When Ramos tried to make the point that Obama's decision "is designed to do exactly what Michelle is saying that has always been a problem" and that it addresses a "resource issue," he was cut off by Kelly, who moderated the discussion as if Malkin's points were beyond dispute.
Since the Obama administration announced the new immigration plan, Fox has shown just how "fair and balanced" it really is. The network, which characterized the decision as "blanket amnesty," has taken the opportunity to air footage of border crossers and smear immigrants as "illegals." Fox has alsorepeatedly hosted a hate group leader to attack the new policy and has advanced the notion that President Obama's decision is unlawful and subject to impeachment.
Writing about the decision on her personal blog, Malkin stated:
The Obama Department of Homeland Security late last week announced it would enforce the DREAM Act illegal alien student bailout by administrative order -- call them White House deportation waivers -- over the heads of a bipartisan majority of Congress that has repeatedly and resoundingly rejected such proposals.They administration didn't put it in such stark terms, of course. But that is the effect of the decree.[...]The question for 2012 GOP primary voters: Is there a candidate out there who you trust to stand on the side of secure borders and strict enforcement, who has consistently opposed DREAM Act illegal alien bailouts, and who will resist the urge to use and abuse his executive powers to override the will of the people?
In November 2004, the editorial board of the Virginian-Pilot, a Norfolk-based daily newspaper, dumped Malkin from its op-ed page. The Pilot, which regularly featured the likes of Thomas Sowell, George Will, and Cal Thomas -- conservatives all -- had had enough of her "penchant for name-calling and ad hominem attacks."

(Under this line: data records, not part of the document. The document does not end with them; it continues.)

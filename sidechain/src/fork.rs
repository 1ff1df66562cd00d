//! Fork choice and depth propagation.

use sidepool_types::{BlockId, UNCLE_BLOCK_DEPTH};
use tracing::trace;

use crate::block::PoolBlock;
use crate::store::BlockStore;

/// Whether `candidate` should replace `current` as the chain tip.
///
/// Strictly ordered: higher cumulative difficulty wins; ties break on the
/// referenced primary-chain height, then on the referenced primary-chain id
/// bytes, and finally on the template id (two candidates can reference the
/// same primary-chain block). Arrival time never participates, so every
/// peer resolves the same fork the same way, and
/// `is_longer_chain(a, b) && is_longer_chain(b, a)` is impossible.
pub fn is_longer_chain(current: &PoolBlock, candidate: &PoolBlock) -> bool {
    if candidate.side.cumulative_difficulty != current.side.cumulative_difficulty {
        return candidate.side.cumulative_difficulty > current.side.cumulative_difficulty;
    }
    if candidate.mainchain.height != current.mainchain.height {
        return candidate.mainchain.height > current.mainchain.height;
    }
    if candidate.mainchain.prev_id != current.mainchain.prev_id {
        return candidate.mainchain.prev_id.as_bytes() > current.mainchain.prev_id.as_bytes();
    }
    candidate.cached_id > current.cached_id
}

/// Propagate depths outward from `start`.
///
/// Walks backward to ancestors (parent and uncle links, incrementing) and
/// forward to descendants (decrementing), with an explicit work-stack:
/// chain length is attacker-influenceable and must not become call-stack
/// depth. Depth only ever increases, so re-running to a fixpoint never
/// changes a stable value.
pub(crate) fn propagate_depths(store: &mut BlockStore, start: BlockId) {
    let mut stack = vec![start];

    while let Some(id) = stack.pop() {
        let Some(block) = store.get(&id) else {
            continue;
        };
        let depth = block.depth;
        let height = block.side.height;
        let parent = block.side.parent;
        let uncles = block.side.uncles.clone();

        // Backward: every block this one links to sits one hop further
        // from the tip.
        let mut ancestors = uncles;
        if !parent.is_zero() {
            ancestors.push(parent);
        }
        for ancestor_id in ancestors {
            if let Some(ancestor) = store.get_mut(&ancestor_id) {
                if ancestor.depth < depth + 1 {
                    ancestor.depth = depth + 1;
                    trace!(%ancestor_id, depth = ancestor.depth, "depth raised");
                    stack.push(ancestor_id);
                }
            }
        }

        // Forward: any block linking to this one is at least one hop
        // closer to the tip.
        if depth > 0 {
            let mut descendants = Vec::new();
            for h in height + 1..=height + UNCLE_BLOCK_DEPTH {
                for candidate_id in store.blocks_at_height(h) {
                    let Some(candidate) = store.get(candidate_id) else {
                        continue;
                    };
                    let links = candidate.side.parent == id
                        || candidate.side.uncles.contains(&id);
                    if links && candidate.depth + 1 < depth {
                        descendants.push(*candidate_id);
                    }
                }
            }
            for descendant_id in descendants {
                if let Some(descendant) = store.get_mut(&descendant_id) {
                    descendant.depth = depth - 1;
                    stack.push(descendant_id);
                }
            }
        }
    }
}

#[cfg(test)]
mod tests {
    use super::*;
    use crate::block::{MainchainData, PoolBlock, SideData};
    use sidepool_types::{
        ChainId, Difficulty, MerkleRoot, MinerAddress, SidechainParams, Timestamp,
    };

    fn params() -> SidechainParams {
        SidechainParams::dev_defaults()
    }

    fn block_with(cumdiff: u64, main_height: u64, prev_byte: u8) -> PoolBlock {
        PoolBlock::new(
            MainchainData {
                height: main_height,
                prev_id: ChainId([prev_byte; 32]),
                timestamp: Timestamp::new(0),
                reward: 0,
                outputs: Vec::new(),
                extra_nonce: 0,
                nonce: 0,
            },
            SideData {
                miner: MinerAddress::new([1; 64]),
                parent: BlockId::ZERO,
                uncles: Vec::new(),
                height: 1,
                difficulty: Difficulty::from_u64(1),
                cumulative_difficulty: Difficulty::from_u64(cumdiff),
                tx_seed: ChainId::ZERO,
            },
            MerkleRoot::ZERO,
        )
    }

    #[test]
    fn higher_cumulative_difficulty_wins() {
        let a = block_with(100, 5, 1);
        let b = block_with(200, 5, 1);
        assert!(is_longer_chain(&a, &b));
        assert!(!is_longer_chain(&b, &a));
    }

    #[test]
    fn tie_breaks_on_mainchain_height_then_id() {
        let a = block_with(100, 5, 1);
        let b = block_with(100, 6, 1);
        assert!(is_longer_chain(&a, &b));
        assert!(!is_longer_chain(&b, &a));

        let c = block_with(100, 5, 2);
        assert!(is_longer_chain(&a, &c));
        assert!(!is_longer_chain(&c, &a));
    }

    #[test]
    fn never_longer_in_both_directions() {
        let cases = [
            (block_with(100, 5, 1), block_with(100, 5, 1)),
            (block_with(100, 5, 1), block_with(100, 5, 2)),
            (block_with(100, 5, 1), block_with(200, 4, 0)),
        ];
        for (a, b) in &cases {
            assert!(!(is_longer_chain(a, b) && is_longer_chain(b, a)));
        }
    }

    #[test]
    fn identical_candidate_is_not_longer() {
        let a = block_with(100, 5, 1);
        assert!(!is_longer_chain(&a, &a));
    }

    #[test]
    fn same_mainchain_reference_breaks_tie_on_template_id() {
        let mut a = block_with(100, 5, 1);
        let mut b = block_with(100, 5, 1);
        a.cached_id = BlockId::new([1; 32]);
        b.cached_id = BlockId::new([2; 32]);
        assert!(is_longer_chain(&a, &b));
        assert!(!is_longer_chain(&b, &a));
    }

    proptest::proptest! {
        // Fork choice is a strict order: never longer in both directions,
        // for arbitrary cumulative difficulties and tie-break inputs.
        #[test]
        fn fork_choice_is_antisymmetric(
            cd_a in proptest::prelude::any::<u64>(),
            cd_b in proptest::prelude::any::<u64>(),
            mh_a in 0u64..4,
            mh_b in 0u64..4,
            prev_a in 0u8..4,
            prev_b in 0u8..4,
            id_a in 0u8..4,
            id_b in 0u8..4,
        ) {
            let mut a = block_with(cd_a, mh_a, prev_a);
            let mut b = block_with(cd_b, mh_b, prev_b);
            a.cached_id = BlockId::new([id_a; 32]);
            b.cached_id = BlockId::new([id_b; 32]);
            proptest::prop_assert!(!(is_longer_chain(&a, &b) && is_longer_chain(&b, &a)));
        }
    }

    fn linked_block(miner: u8, parent: BlockId, height: u64) -> PoolBlock {
        let mut b = block_with(0, 100 + height, miner);
        b.side.miner = MinerAddress::new([miner; 64]);
        b.side.parent = parent;
        b.side.height = height;
        b
    }

    #[test]
    fn depths_increase_toward_genesis() {
        let p = params();
        let mut store = BlockStore::new();
        let mut parent = BlockId::ZERO;
        let mut ids = Vec::new();
        for h in 0..5 {
            let id = store
                .insert(linked_block(h as u8, parent, h), &p, Timestamp::new(h))
                .unwrap();
            propagate_depths(&mut store, id);
            ids.push(id);
            parent = id;
        }

        for (i, id) in ids.iter().enumerate() {
            assert_eq!(store.get(id).unwrap().depth, (ids.len() - 1 - i) as u64);
        }
    }

    #[test]
    fn depth_is_monotonic_under_repropagation() {
        let p = params();
        let mut store = BlockStore::new();
        let a = store
            .insert(linked_block(1, BlockId::ZERO, 0), &p, Timestamp::new(0))
            .unwrap();
        let b = store
            .insert(linked_block(2, a, 1), &p, Timestamp::new(1))
            .unwrap();
        propagate_depths(&mut store, b);
        let before = store.get(&a).unwrap().depth;

        propagate_depths(&mut store, b);
        propagate_depths(&mut store, a);
        assert_eq!(store.get(&a).unwrap().depth, before);
    }

    #[test]
    fn uncle_links_propagate_depth() {
        let p = params();
        let mut store = BlockStore::new();
        let g = store
            .insert(linked_block(1, BlockId::ZERO, 0), &p, Timestamp::new(0))
            .unwrap();
        let uncle = store
            .insert(linked_block(2, g, 1), &p, Timestamp::new(1))
            .unwrap();
        let mainline = store
            .insert(linked_block(3, g, 1), &p, Timestamp::new(1))
            .unwrap();
        let mut top = linked_block(4, mainline, 2);
        top.side.uncles.push(uncle);
        let tip = store.insert(top, &p, Timestamp::new(2)).unwrap();
        propagate_depths(&mut store, tip);

        assert_eq!(store.get(&tip).unwrap().depth, 0);
        assert_eq!(store.get(&mainline).unwrap().depth, 1);
        // The uncle is one hop from the tip via the uncle link.
        assert_eq!(store.get(&uncle).unwrap().depth, 1);
        assert_eq!(store.get(&g).unwrap().depth, 2);
    }
}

Bronwyn Lance Chester, then a Pilot editorial writer who is now Republican Sen. Saxby Chambliss' communications director, commented: "I think she habitually mistakes shrill for thought-provoking and substitutes screaming for discussion." Lance Chester added: "She's the worst of what's wrong with punditry today. She adds absolutely nothing to genuine political discourse."
Malkin, whose column is syndicated nationwide by Creators Syndicate, said she was amused by the newspaper's decision at the time, adding: "The Pilot is free to do whatever it wants with its op-ed pages. Next time, though, it should avoid making such a stridently sanctimonious show of it." She further wrote that " 'stridency' and shrillness are in the eye of the liberal media beholder" but acknowledged that she is "anti-liberal."